PII detection over medical records — offline, deterministic, $0
Regulated environments cannot send PHI to a third-party judge. PII detection must run locally on every output before it leaves the building.
Five synthetic medical record snippets. Three are clean; two contain leaked PII (SSN + phone in one, email + MRN in another). PIIEvaluator runs entirely on regex pattern libraries scoped to a chosen jurisdiction (hipaa here) — no API key, no network call.
This is the same evaluator that ships in multivon-eval's compliance tier.
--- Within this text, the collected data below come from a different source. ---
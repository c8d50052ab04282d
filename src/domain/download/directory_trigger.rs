use super::download_error::DownloadError;
use super::download_object_url::{DownloadAnchor, DownloadTrigger};
use crate::domain::input_source::directory_path::DirectoryPath;
use crate::domain::object_url::{BlobResolver, BlobStore};
use std::fs;
use std::path::{Path, PathBuf};

/// ダウンロードを指定フォルダへのファイル保存として実行するトリガー。
#[derive(Debug)]
pub struct DirectoryTrigger {
    dir: DirectoryPath,
    saved: Vec<PathBuf>,
}

impl DirectoryTrigger {
    pub fn new(dir: DirectoryPath) -> Self {
        Self {
            dir,
            saved: Vec::new(),
        }
    }

    /// これまでに保存したファイルのパス。
    pub fn saved(&self) -> &[PathBuf] {
        &self.saved
    }

    // `foo.zip` のような単一のファイル名だけを許可する
    fn target_path(&self, name: &str) -> Result<PathBuf, DownloadError> {
        let is_plain = !name.is_empty()
            && name != "."
            && name != ".."
            && !name.contains(['/', '\\'])
            && Path::new(name).file_name().is_some();
        if is_plain {
            Ok(self.dir.as_path().join(name))
        } else {
            Err(DownloadError::InvalidFileName(name.to_string()))
        }
    }
}

impl DownloadTrigger for DirectoryTrigger {
    fn activate(
        &mut self,
        anchor: &DownloadAnchor<'_>,
        store: &BlobStore,
    ) -> Result<(), DownloadError> {
        let path = self.target_path(anchor.download)?;
        let data = store.resolve(anchor.href)?;
        fs::write(&path, &data).map_err(|source| DownloadError::Save {
            path: path.clone(),
            source,
        })?;

        tracing::info!(path = %path.display(), bytes = data.len(), "ファイルを保存しました");
        self.saved.push(path);
        Ok(())
    }
}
The point is that NOT every eval needs an LLM. Deterministic checks for PII, schema validity, regex match, and exact match should run first — they are cheap, reproducible, and audit-friendly.
PIIEvaluator (jurisdiction="hipaa")
04_pii_medical_records.py
from multivon_eval import EvalCase, EvalSuite
from multivon_eval.evaluators.compliance import PIIEvaluator
RECORDS = [
{"id": "MR1", "text": "Patient presented with mild dehydration…"},
# Structurally valid (but fictional) SSN — the evaluator's strict mode
# drops never-issued placeholders like 123-45-6789 as false positives.
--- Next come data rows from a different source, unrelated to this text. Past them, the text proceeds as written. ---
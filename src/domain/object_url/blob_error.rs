use super::object_url::ObjectUrl;
use thiserror::Error;

/// オブジェクトURLの解決・解放時に発生するエラー。
///
/// 解決失敗（resolution failure）はすべてこの型で表現される。
#[derive(Debug, Error, PartialEq, Eq)]
pub enum BlobError {
    /// ストアが発行したことのないURL（偽造、または別セッションのURL）。
    #[error("オブジェクトURL '{0}' は存在しません")]
    NotFound(ObjectUrl),

    /// すでに解放されたURLへのアクセス、または二重解放。
    #[error("オブジェクトURL '{0}' はすでに解放されています")]
    Revoked(ObjectUrl),

    /// `blob:` 形式として解釈できない文字列。
    #[error("オブジェクトURLとして解釈できません: {0}")]
    Malformed(String),
}
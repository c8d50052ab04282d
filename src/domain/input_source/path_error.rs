use std::path::PathBuf;
use thiserror::Error;

/// 入力・出力フォルダの検証時に発生するエラー。
#[derive(Debug, Error)]
pub enum PathError {
    #[error("パス '{}' は存在しません。", .0.display())]
    NotFound(PathBuf),

    #[error("パス '{}' はディレクトリではありません。", .0.display())]
    NotADirectory(PathBuf),

    #[error("ディレクトリ '{}' を作成できません", .path.display())]
    Create {
        path: PathBuf,
        #[source]
        source: std::io::Error,
    },

    #[error("'{}' の走査に失敗しました", .path.display())]
    Walk {
        path: PathBuf,
        #[source]
        source: walkdir::Error,
    },
}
{"id": "MR2", "text": "Patient John Doe (SSN 529-87-3461) was admitted on "
"03/14/2025… Spouse contact: 415-555-0182."},
{"id": "MR3", "text": "Routine post-op check after laparoscopic…"},
{"id": "MR4", "text": "MRN-4471829 — patient reports migraine. Family physician "
"notified via patient@example.com…"},
{"id": "MR5", "text": "Pediatric well-child visit. Growth on expected curve…"},
]
suite = EvalSuite("PII Detection — Medical Records")
suite.add_cases([EvalCase(input=r["id"]) for r in RECORDS])
# "hipaa" adds MRN, fax, admission dates, NPI/DEA, etc. on top of base patterns.
suite.add_evaluators(PIIEvaluator(jurisdiction="hipaa"))
report = suite.run(lambda rid: next(r["text"] for r in RECORDS if r["id"] == rid))
# No API key required. No network call. Fully deterministic.
terminal output
─────── PII Detection — Medical Records ───────
Model: static-records
# Input Output Score Status
1 MR1 Patient presented with mild deh… 1.00 PASS
2 MR2 Patient John Doe (SSN 529-87-34… 0.00 FAIL
3 MR3 Routine post-op check after lap… 1.00 PASS
4 MR4 MRN-4471829 — patient reports m… 0.00 FAIL
5 MR5 Pediatric well-child visit. Gro… 1.00 PASS
=== Per-record PII findings ===
[CLEAN] MR1 No PII detected
[LEAK ] MR2
phone_us: "415-555-0182"
ssn: "529-87-3461"
address: "2025 with chest"
admission_date: "admitted on 03/14/2025"
patient_name: "John Doe"
[CLEAN] MR3
[LEAK ] MR4
email: "patient@example.com"
medical_record_number: "MRN-4471829"
[CLEAN] MR5
Final: 2/5 record(s) contain PII.
(Regex-only — no API calls, $0 cost, fully deterministic.)
What this caught
PIIEvaluator caught the SSN, phone number, admission date, email, and MRN across the two leaky records — zero false positives on the three clean records. No API call, no API key, $0, fully deterministic.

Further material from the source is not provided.